News

  • How I Learned to Stop Worrying and Love the Code

    I’ve loved technology for as long as I can remember. Throughout my life I’ve moved from one fascinated obsession to another. From Legos to the original Nintendo and later the Commodore 64 my mother bought us kids, teaching myself to type on the keyboard with Carmen Sandiego, Trying to install Yellow Dog Linux on my original iMac (Orange, if I remember right), to motorcycles (1970’s Honda CB360) and European cars (1980’s Saab turbo), HAM radio in college and bicycles.

    Despite my lifelong love-affair with technology, including an engineering degree, I didn’t learn to code until my mid-thirties. I honestly found it tedious and frustrating, largely because I didn’t really have any mentors, except a few friends in college who were into gaming or file-sharing (sans license).
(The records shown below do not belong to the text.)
//! # 报文与事务模型
//!
//! ## 核心意图（Why）
//! - 描述传输层交给代理核心的“已反序列化请求”，以及核心回填的“待序列化响应”；
//! - 以 [`Transaction`] 绑定一条入站请求与至多一条出站响应，并记录分发状态机的进度。
//!
//! ## 行为契约（What）
//! - 方法码与响应码沿用受限应用协议的数值（`class << 5 | detail`），编码由外部协议层负责；
//! - [`Transaction::begin_response`] 在任何方法相关逻辑之前写入 `destination == source` 与 `token`；
//! - 事务状态只能沿 `Received → Resolved → (Handled | Error) → Responded` 前进，违规跃迁返回 `false`。

use std::{
    fmt,
    net::SocketAddr,
    string::String,
    sync::{
        Arc,
        atomic::{AtomicU64, Ordering},
    },
    vec::Vec,
};

use bytes::Bytes;

use crate::{
    core::{namespace::ResourceNode, observe::Observation},
    error::BrokerError,
};

/// 请求方法的封闭枚举。
///
/// - **契约 (What)**：仅覆盖 GET/POST/PUT/DELETE；其余方法码在 [`Method::from_code`] 处被拒绝，
///   由分发器走“静默丢弃”分支。
#[derive(Clone, Copy, Debug, Eq, Hash, PartialEq)]
pub enum Method {
    Get,
    Post,
    Put,
    Delete,
}

impl Method {
    /// 返回协议方法码（`0.01` ~ `0.04`）。
    pub const fn code(self) -> u8 {
        match self {
            Method::Get => 1,
            Method::Post => 2,
            Method::Put => 3,
            Method::Delete => 4,
        }
    }

    /// 解析原始方法码。
    pub fn from_code(code: u8) -> Result<Self, BrokerError> {
        match code {
            1 => Ok(Method::Get),
            2 => Ok(Method::Post),
            3 => Ok(Method::Put),
            4 => Ok(Method::Delete),
            other => Err(BrokerError::UnsupportedMethod { code: other }),
        }
    }
}

impl TryFrom<u8> for Method {
    type Error = BrokerError;

    fn try_from(code: u8) -> Result<Self, Self::Error> {
        Method::from_code(code)
    }
}

/// 核心使用到的响应码。
///
/// # 教案式说明
/// - **意图 (Why)**：避免在业务代码中散落魔数，同时保留协议数值以便传输层直接编码；
/// - **契约 (What)**：`as_u8` 返回 `class << 5 | detail`，`Display` 输出 `c.dd` 形式。
#[derive(Clone, Copy, Debug, Eq, Hash, PartialEq)]
#[repr(u8)]
pub enum ResponseCode {
    Created = 65,
    Deleted = 66,
    Changed = 68,
    Content = 69,
    BadRequest = 128,
    NotFound = 132,
    MethodNotAllowed = 133,
    Conflict = 137,
}

impl ResponseCode {
    pub const fn as_u8(self) -> u8 {
        self as u8
    }

    pub const fn class(self) -> u8 {
        self.as_u8() >> 5
    }

    pub const fn detail(self) -> u8 {
        self.as_u8() & 0x1f
    }

    /// 是否属于 2.xx 成功类。
    pub const fn is_success(self) -> bool {
        self.class() == 2
    }
}

impl fmt::Display for ResponseCode {
    fn fmt(&self, f: &mut fmt::Formatter<'_>) -> fmt::Result {
        write!(f, "{}.{:02}", self.class(), self.detail())
    }
}

/// 报文类型。观察者推送使用 `Non`（不可靠确认）。
#[derive(Clone, Copy, Debug, Eq, Hash, PartialEq)]
pub enum MessageType {
    Con,
    Non,
    Ack,
    Rst,
}

/// 内容格式描述符（协议注册号）。
#[derive(Clone, Copy, Debug, Eq, Hash, PartialEq, Ord, PartialOrd)]
pub struct ContentFormat(pub u16);

impl ContentFormat {
    pub const TEXT_PLAIN: ContentFormat = ContentFormat(0);
    pub const LINK_FORMAT: ContentFormat = ContentFormat(40);
    pub const JSON: ContentFormat = ContentFormat(50);
}

impl Default for ContentFormat {
    fn default() -> Self {
        ContentFormat::TEXT_PLAIN
    }
}

/// 请求令牌，响应必须原样回带。
#[derive(Clone, Debug, Default, Eq, Hash, PartialEq)]
pub struct Token(Bytes);

impl Token {
    pub fn new(bytes: impl Into<Bytes>) -> Self {
        Self(bytes.into())
    }

    pub fn as_bytes(&self) -> &[u8] {
        &self.0
    }
}

/// 事务标识，由 [`Transaction::new`] 单调分配。
#[derive(Clone, Copy, Debug, Eq, Hash, PartialEq, Ord, PartialOrd)]
pub struct TransactionId(u64);

impl TransactionId {
    fn next() -> Self {
        static NEXT: AtomicU64 = AtomicU64::new(1);
        TransactionId(NEXT.fetch_add(1, Ordering::Relaxed))
    }

    pub const fn get(self) -> u64 {
        self.0
    }
}

impl fmt::Display for TransactionId {
    fn fmt(&self, f: &mut fmt::Formatter<'_>) -> fmt::Result {
        write!(f, "tx-{}", self.0)
    }
}

/// 已反序列化的入站请求。
///
/// - `code` 保留原始方法码，方法识别推迟到分发器；
/// - `uri_path` 不含前导 `/`，与传输层解析出的 Uri-Path 选项拼接结果一致；
/// - `uri_query` 为 `key=value` 或裸 `key` 的列表。
#[derive(Clone, Debug)]
pub struct Request {
    pub code: u8,
    pub uri_path: String,
    pub uri_query: Vec<String>,
    pub token: Token,
    pub source: SocketAddr,
    pub mtype: MessageType,
    pub observe: Option<u32>,
    pub content_format: Option<ContentFormat>,
    pub payload: Bytes,
}

impl Request {
    /// 以方法、路径与源地址构造请求；其余字段取空值，类型默认为 `Con`。
    pub fn new(method: Method, uri_path: impl Into<String>, source: SocketAddr) -> Self {
        Self::with_code(method.code(), uri_path, source)
    }

    /// 以原始方法码构造请求，用于表达协议中未被支持的方法。
    pub fn with_code(code: u8, uri_path: impl Into<String>, source: SocketAddr) -> Self {
        Self {
            code,
            uri_path: uri_path.into(),
            uri_query: Vec::new(),
            token: Token::default(),
            source,
            mtype: MessageType::Con,
            observe: None,
            content_format: None,
            payload: Bytes::new(),
        }
    }

    pub fn token(mut self, token: Token) -> Self {
        self.token = token;
        self
    }

    pub fn payload(mut self, payload: impl Into<Bytes>) -> Self {
        self.payload = payload.into();
        self
    }

    pub fn query(mut self, item: impl Into<String>) -> Self {
        self.uri_query.push(item.into());
        self
    }

    pub fn observe(mut self, value: u32) -> Self {
        self.observe = Some(value);
        self
    }

    pub fn content_format(mut self, format: ContentFormat) -> Self {
        self.content_format = Some(format);
        self
    }

    pub fn message_type(mut self, mtype: MessageType) -> Self {
        self.mtype = mtype;
        self
    }

    /// 查找首个 `key=value` 查询参数的值；裸 `key` 返回空串。
    pub fn query_value(&self, key: &str) -> Option<&str> {
        self.uri_query.iter().find_map(|item| match item.split_once('=') {
            Some((k, v)) if k == key => Some(v),
            None if item == key => Some(""),
            _ => None,
        })
    }
}

/// 待序列化的出站响应。
///
/// - `code == None` 表示处理尚未给出结论，传输层不应发送这样的响应；
/// - `mtype == None` 交由传输层按请求类型决定（捎带 ACK 或独立 CON/NON）。
#[derive(Clone, Debug)]
pub struct Response {
    pub code: Option<ResponseCode>,
    pub token: Token,
    pub destination: SocketAddr,
    pub mtype: Option<MessageType>,
    pub observe: Option<u32>,
    pub content_format: Option<ContentFormat>,
    pub location_path: Option<String>,
    pub payload: Bytes,
}

impl Response {
    /// 以令牌与目的地址构造空响应。
    pub fn new(token: Token, destination: SocketAddr) -> Self {
        Self {
            code: None,
            token,
            destination,
            mtype: None,
            observe: None,
            content_format: None,
            location_path: None,
            payload: Bytes::new(),
        }
    }
}

/// 事务在分发器中的进度。
#[derive(Clone, Copy, Debug, Eq, PartialEq)]
pub enum TransactionState {
    /// 传输层交付，尚未解析路径。
    Received,
    /// 路径已规范化，响应骨架已写入。
    Resolved,
    /// 方法处理成功。
    Handled,
    /// 方法处理以错误收尾，错误已折算为响应码。
    Error,
    /// 响应已挂载（或确定不回复），交还传输层。
    Responded,
}

impl TransactionState {
    /// 判断是否允许跃迁至 `target`。
    pub fn can_transition_to(self, target: TransactionState) -> bool {
        use TransactionState::*;
        matches!(
            (self, target),
            (Received, Resolved)
                | (Received, Responded)
                | (Resolved, Handled)
                | (Resolved, Error)
                | (Handled, Responded)
                | (Error, Responded)
        )
    }
}

/// 一条入站请求与至多一条出站响应的绑定。
///
/// # 教案式说明
/// - **生命周期**：由传输层按入站报文创建，交给分发器修改，随后被传输层消费并丢弃，不复用；
/// - **契约 (What)**：
///   - `response` 为 `None` 表示不回复；
///   - `resource` 为分发期间解析到的资源节点，节点被删除后引用仍然有效；
///   - `observation` 在 GET 携带 Observe=0 时由分发器填充，传输层持有它即保持订阅存活。
#[derive(Debug)]
pub struct Transaction {
    id: TransactionId,
    state: TransactionState,
    request: Request,
    response: Option<Response>,
    resource: Option<Arc<ResourceNode>>,
    observation: Option<Arc<Observation>>,
}

impl Transaction {
    pub fn new(request: Request) -> Self {
        Self {
            id: TransactionId::next(),
            state: TransactionState::Received,
            request,
            response: None,
            resource: None,
            observation: None,
        }
    }

    pub fn id(&self) -> TransactionId {
        self.id
    }

    pub fn state(&self) -> TransactionState {
        self.state
    }

    pub fn request(&self) -> &Request {
        &self.request
    }

    pub fn response(&self) -> Option<&Response> {
        self.response.as_ref()
    }

    pub fn response_mut(&mut self) -> Option<&mut Response> {
        self.response.as_mut()
    }

    /// 取出响应，交给传输层序列化。
    pub fn take_response(&mut self) -> Option<Response> {
        self.response.take()
    }

    pub fn resource(&self) -> Option<&Arc<ResourceNode>> {
        self.resource.as_ref()
    }

    pub fn observation(&self) -> Option<&Arc<Observation>> {
        self.observation.as_ref()
    }

    /// 推进状态机；违规跃迁时保持原状态并返回 `false`。
    pub(crate) fn advance(&mut self, target: TransactionState) -> bool {
        if self.state.can_transition_to(target) {
            self.state = target;
            true
        } else {
            false
        }
    }

    /// 写入响应骨架：`destination = source`，`token` 原样回带。
    pub(crate) fn begin_response(&mut self) -> &mut Response {
        let response = Response::new(self.request.token.clone(), self.request.source);
        self.response.insert(response)
    }

    /// 返回已有响应；骨架尚未建立时先建立。
    pub(crate) fn response_or_begin(&mut self) -> &mut Response {
        let Self {
            request, response, ..
        } = self;
        response.get_or_insert_with(|| Response::new(request.token.clone(), request.source))
    }

    pub(crate) fn set_code(&mut self, code: ResponseCode) {
        self.response_or_begin().code = Some(code);
    }

    pub(crate) fn drop_response(&mut self) {
        self.response = None;
    }

    pub(crate) fn attach_resource(&mut self, node: Arc<ResourceNode>) {
        self.resource = Some(node);
    }

    pub(crate) fn attach_observation(&mut self, observation: Arc<Observation>) {
        self.observation = Some(observation);
    }
}

#[cfg(test)]
mod tests {
    use super::*;

    fn source() -> SocketAddr {
        SocketAddr::from(([127, 0, 0, 1], 5683))
    }

    #[test]
    fn method_codes_are_closed() {
        for method in [Method::Get, Method::Post, Method::Put, Method::Delete] {
            assert_eq!(Method::from_code(method.code()), Ok(method));
        }
        assert_eq!(
            Method::try_from(5),
            Err(BrokerError::UnsupportedMethod { code: 5 })
        );
    }

    #[test]
    fn response_code_display_uses_class_detail() {
        assert_eq!(ResponseCode::Content.to_string(), "2.05");
        assert_eq!(ResponseCode::NotFound.to_string(), "4.04");
        assert_eq!(ResponseCode::Conflict.to_string(), "4.09");
        assert!(ResponseCode::Created.is_success());
        assert!(!ResponseCode::BadRequest.is_success());
    }

    #[test]
    fn begin_response_mirrors_source_and_token() {
        let request = Request::new(Method::Get, "a", source()).token(Token::new(&b"\x01\x02"[..]));
        let mut tx = Transaction::new(request);
        let response = tx.begin_response();
        assert_eq!(response.destination, source());
        assert_eq!(response.token.as_bytes(), &[1, 2]);
        assert!(response.code.is_none());
    }

    #[test]
    fn state_machine_rejects_skipping_resolution() {
        let mut tx = Transaction::new(Request::new(Method::Get, "a", source()));
        assert!(!tx.advance(TransactionState::Handled));
        assert!(tx.advance(TransactionState::Resolved));
        assert!(tx.advance(TransactionState::Error));
        assert!(!tx.advance(TransactionState::Handled));
        assert!(tx.advance(TransactionState::Responded));
        assert_eq!(tx.state(), TransactionState::Responded);
    }

    #[test]
    fn query_value_handles_bare_keys() {
        let request = Request::new(Method::Get, "rd-lookup/res", source())
            .query("rt=temperature")
            .query("obs");
        assert_eq!(request.query_value("rt"), Some("temperature"));
        assert_eq!(request.query_value("obs"), Some(""));
        assert_eq!(request.query_value("ep"), None);
    }
}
    While, I knew how important & amazing computers were the ability to code a full program eluded me. Once I started working in my field, energy efficiency, I simply didn’t have enough time. Once I struck out as on my own as an independent consultant and shortly thereafter working for a startup company with a web-based product, where I had the freedom and time (not always paid ;-) to explore the wild world of software development and techniques.

    Originally my intention was simply to replace my old tooling, largely based around Microsoft Excel and US Department of Energy (US DOE) software, with a data analysis and scripting language. I chose Python around 2012 and have never had a single regret. I’ve also dabbled with R from time to time and find that it fills a solid niche in my work as well but I’m especially glad that I chose to invest in the Python / Numpy / Pandas ecosystem. More recently I’ve made a push into web-development, motivated simply by the earnest wish to share my work and make it available for others, with the Flask web-framework.

    Now, in the white-hot center of transitioning (maybe better described as a pivot, as I hope remain in my original domain of clean energy my career to software development & data-science), I am now fully committed to becoming a full-stack developer and data-scientist because I want to change the world and make money.

    This seems like the hardest problem to solve and I will need the sharpest tools to do it. I’ve always been a avid learner–my thirst for knowledge is probably my greatest asset and I’ve always subscribed to the saying that, “It’s a poor craftsman that blames his [or her] tools”. I’ve had the foresight to select some solid tools, including Python & R, and I want to hone the craft of using them. That’s why I want to attend and / or mentor at a code school.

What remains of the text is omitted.